Supplied data: Begin
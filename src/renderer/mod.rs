//! Renderer — turns decoded frames into terminal cell grids.
//!
//! Each cell shows two vertical pixels with an upper half block: the
//! foreground colours the top pixel and the background the bottom one.
//!
//! The compositor honours display tiers: the active frame is painted, staged
//! frames are kept rasterized at the current size so they can be shown
//! without a visible delay, and hidden frames hold no raster at all.

use std::collections::{HashMap, HashSet};

use image::RgbaImage;
use image::imageops;

use crate::types::RenderPlan;

pub const BLACK: Rgb = Rgb { r: 0, g: 0, b: 0 };
const WHITE: Rgb = Rgb { r: 255, g: 255, b: 255 };
const OVERLAY_BG: Rgb = Rgb { r: 40, g: 40, b: 40 };
const HALF_BLOCK: char = '\u{2580}';

#[derive(Debug, Clone, Copy, PartialEq, Eq)]
pub struct Rgb {
    pub r: u8,
    pub g: u8,
    pub b: u8,
}

#[derive(Debug, Clone, PartialEq, Eq)]
pub struct Cell {
    pub ch: char,
    pub fg: Rgb,
    pub bg: Rgb,
    pub bold: bool,
}

impl Default for Cell {
    fn default() -> Self {
        Cell {
            ch: ' ',
            fg: WHITE,
            bg: BLACK,
            bold: false,
        }
    }
}

pub type Grid = Vec<Vec<Cell>>;

/// Receives a fresh plan after every rotation or load completion. Active
/// frames go on top, staged frames beneath, hidden frames nowhere.
pub trait RenderSink {
    fn present(&mut self, plan: &RenderPlan) -> anyhow::Result<()>;
}

#[derive(Debug, Clone, PartialEq, Eq)]
pub struct CellChange {
    pub x: u16,
    pub y: u16,
    pub cell: Cell,
}

pub fn blank_grid(width: u16, height: u16) -> Grid {
    vec![vec![Cell::default(); width as usize]; height as usize]
}

/// Scale `image` to fit a `width` x `height` cell canvas, centred, keeping
/// its aspect ratio.
pub fn rasterize(image: &RgbaImage, width: u16, height: u16) -> Grid {
    let mut grid = blank_grid(width, height);
    let (iw, ih) = image.dimensions();
    if iw == 0 || ih == 0 || width == 0 || height == 0 {
        return grid;
    }

    let px_w = width as f64;
    let px_h = height as f64 * 2.0;
    let scale = (px_w / iw as f64).min(px_h / ih as f64);
    let tw = ((iw as f64 * scale).round() as u32).clamp(1, width as u32);
    let th = ((ih as f64 * scale).round() as u32).clamp(1, height as u32 * 2);
    let scaled = if (tw, th) == (iw, ih) {
        image.clone()
    } else {
        imageops::thumbnail(image, tw, th)
    };

    let ox = (width as u32 - tw) / 2;
    let oy = (height as u32 * 2 - th) / 2;
    let pixel = |x: u32, y: u32| -> Rgb {
        if x < ox || y < oy || x - ox >= tw || y - oy >= th {
            return BLACK;
        }
        let p = scaled.get_pixel(x - ox, y - oy).0;
        let a = p[3] as u16;
        Rgb {
            r: (p[0] as u16 * a / 255) as u8,
            g: (p[1] as u16 * a / 255) as u8,
            b: (p[2] as u16 * a / 255) as u8,
        }
    };

    for (y, row) in grid.iter_mut().enumerate() {
        for (x, cell) in row.iter_mut().enumerate() {
            let (x, y) = (x as u32, y as u32);
            *cell = Cell {
                ch: HALF_BLOCK,
                fg: pixel(x, y * 2),
                bg: pixel(x, y * 2 + 1),
                bold: false,
            };
        }
    }
    grid
}

/// Draw the loading box with a percentage and a progress bar.
pub fn draw_progress(grid: &mut Grid, percent: u8) {
    let height = grid.len();
    let width = grid.first().map_or(0, Vec::len);
    let box_w = width.min(30);
    let box_h = height.min(5);
    if box_w < 4 || box_h < 3 {
        return;
    }
    let left = (width - box_w) / 2;
    let top = (height - box_h) / 2;

    for row in &mut grid[top..top + box_h] {
        for cell in &mut row[left..left + box_w] {
            *cell = Cell {
                ch: ' ',
                fg: WHITE,
                bg: OVERLAY_BG,
                bold: false,
            };
        }
    }

    let text = format!("Loading: {percent} %");
    put_centered(&mut grid[top + box_h / 2 - 1], left, box_w, &text, true);

    let bar_w = box_w - 4;
    let filled = bar_w * percent.min(100) as usize / 100;
    let bar: String = (0..bar_w)
        .map(|i| if i < filled { '\u{2588}' } else { '\u{2591}' })
        .collect();
    put_centered(&mut grid[top + box_h / 2 + 1], left, box_w, &bar, false);
}

fn put_centered(row: &mut [Cell], left: usize, span: usize, text: &str, bold: bool) {
    let len = text.chars().count().min(span);
    let start = left + (span - len) / 2;
    for (cell, ch) in row[start..start + len].iter_mut().zip(text.chars()) {
        cell.ch = ch;
        cell.bold = bold;
    }
}

/// Compute a cell-level diff between two grids of the same size.
pub fn diff(prev: &[Vec<Cell>], next: &[Vec<Cell>]) -> Vec<CellChange> {
    let mut changes = Vec::new();
    for (y, (prev_row, next_row)) in prev.iter().zip(next.iter()).enumerate() {
        for (x, (prev_cell, next_cell)) in prev_row.iter().zip(next_row.iter()).enumerate() {
            if prev_cell != next_cell {
                changes.push(CellChange {
                    x: x as u16,
                    y: y as u16,
                    cell: next_cell.clone(),
                });
            }
        }
    }
    changes
}

/// Rasters kept per frame, following the display tiers of each plan.
#[derive(Default)]
pub struct Compositor {
    size: (u16, u16),
    rasters: HashMap<usize, Grid>,
}

impl Compositor {
    pub fn new() -> Self {
        Self::default()
    }

    #[cfg(test)]
    pub fn cached(&self) -> usize {
        self.rasters.len()
    }

    /// Produce the grid for `plan`. `frames` holds every decoded frame.
    pub fn compose(
        &mut self,
        plan: &RenderPlan,
        frames: &HashMap<usize, RgbaImage>,
        width: u16,
        height: u16,
    ) -> Grid {
        if self.size != (width, height) {
            self.rasters.clear();
            self.size = (width, height);
        }

        // Staged frames stay rasterized beneath the active one; hidden
        // frames give theirs up.
        let stack = plan.stacking_order();
        let mounted: HashSet<usize> = stack.iter().copied().collect();
        self.rasters.retain(|index, _| mounted.contains(index));
        for index in &stack {
            if let Some(image) = frames.get(index) {
                self.rasters
                    .entry(*index)
                    .or_insert_with(|| rasterize(image, width, height));
            }
        }

        // Only the top of the stack is visible.
        let mut grid = stack
            .last()
            .and_then(|top| self.rasters.get(top))
            .cloned()
            .unwrap_or_else(|| blank_grid(width, height));
        if plan.show_progress {
            draw_progress(&mut grid, plan.percent_loaded);
        }
        grid
    }
}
Supplied data: End
» **Activity**:
The lines above, from the first through the one containing "return grid;", must be restated word for word, with nothing added.

» **Your response**:
filename src/renderer/mod.rs
//! Renderer — turns decoded frames into terminal cell grids.
//!
//! Each cell shows two vertical pixels with an upper half block: the
//! foreground colours the top pixel and the background the bottom one.
//!
//! The compositor honours display tiers: the active frame is painted, staged
//! frames are kept rasterized at the current size so they can be shown
//! without a visible delay, and hidden frames hold no raster at all.

use std::collections::{HashMap, HashSet};

use image::RgbaImage;
use image::imageops;

use crate::types::RenderPlan;

pub const BLACK: Rgb = Rgb { r: 0, g: 0, b: 0 };
const WHITE: Rgb = Rgb { r: 255, g: 255, b: 255 };
const OVERLAY_BG: Rgb = Rgb { r: 40, g: 40, b: 40 };
const HALF_BLOCK: char = '\u{2580}';

#[derive(Debug, Clone, Copy, PartialEq, Eq)]
pub struct Rgb {
    pub r: u8,
    pub g: u8,
    pub b: u8,
}

#[derive(Debug, Clone, PartialEq, Eq)]
pub struct Cell {
    pub ch: char,
    pub fg: Rgb,
    pub bg: Rgb,
    pub bold: bool,
}

impl Default for Cell {
    fn default() -> Self {
        Cell {
            ch: ' ',
            fg: WHITE,
            bg: BLACK,
            bold: false,
        }
    }
}

pub type Grid = Vec<Vec<Cell>>;

/// Receives a fresh plan after every rotation or load completion. Active
/// frames go on top, staged frames beneath, hidden frames nowhere.
pub trait RenderSink {
    fn present(&mut self, plan: &RenderPlan) -> anyhow::Result<()>;
}

#[derive(Debug, Clone, PartialEq, Eq)]
pub struct CellChange {
    pub x: u16,
    pub y: u16,
    pub cell: Cell,
}

pub fn blank_grid(width: u16, height: u16) -> Grid {
    vec![vec![Cell::default(); width as usize]; height as usize]
}

/// Scale `image` to fit a `width` x `height` cell canvas, centred, keeping
/// its aspect ratio.
pub fn rasterize(image: &RgbaImage, width: u16, height: u16) -> Grid {
    let mut grid = blank_grid(width, height);
    let (iw, ih) = image.dimensions();
    if iw == 0 || ih == 0 || width == 0 || height == 0 {
        return grid;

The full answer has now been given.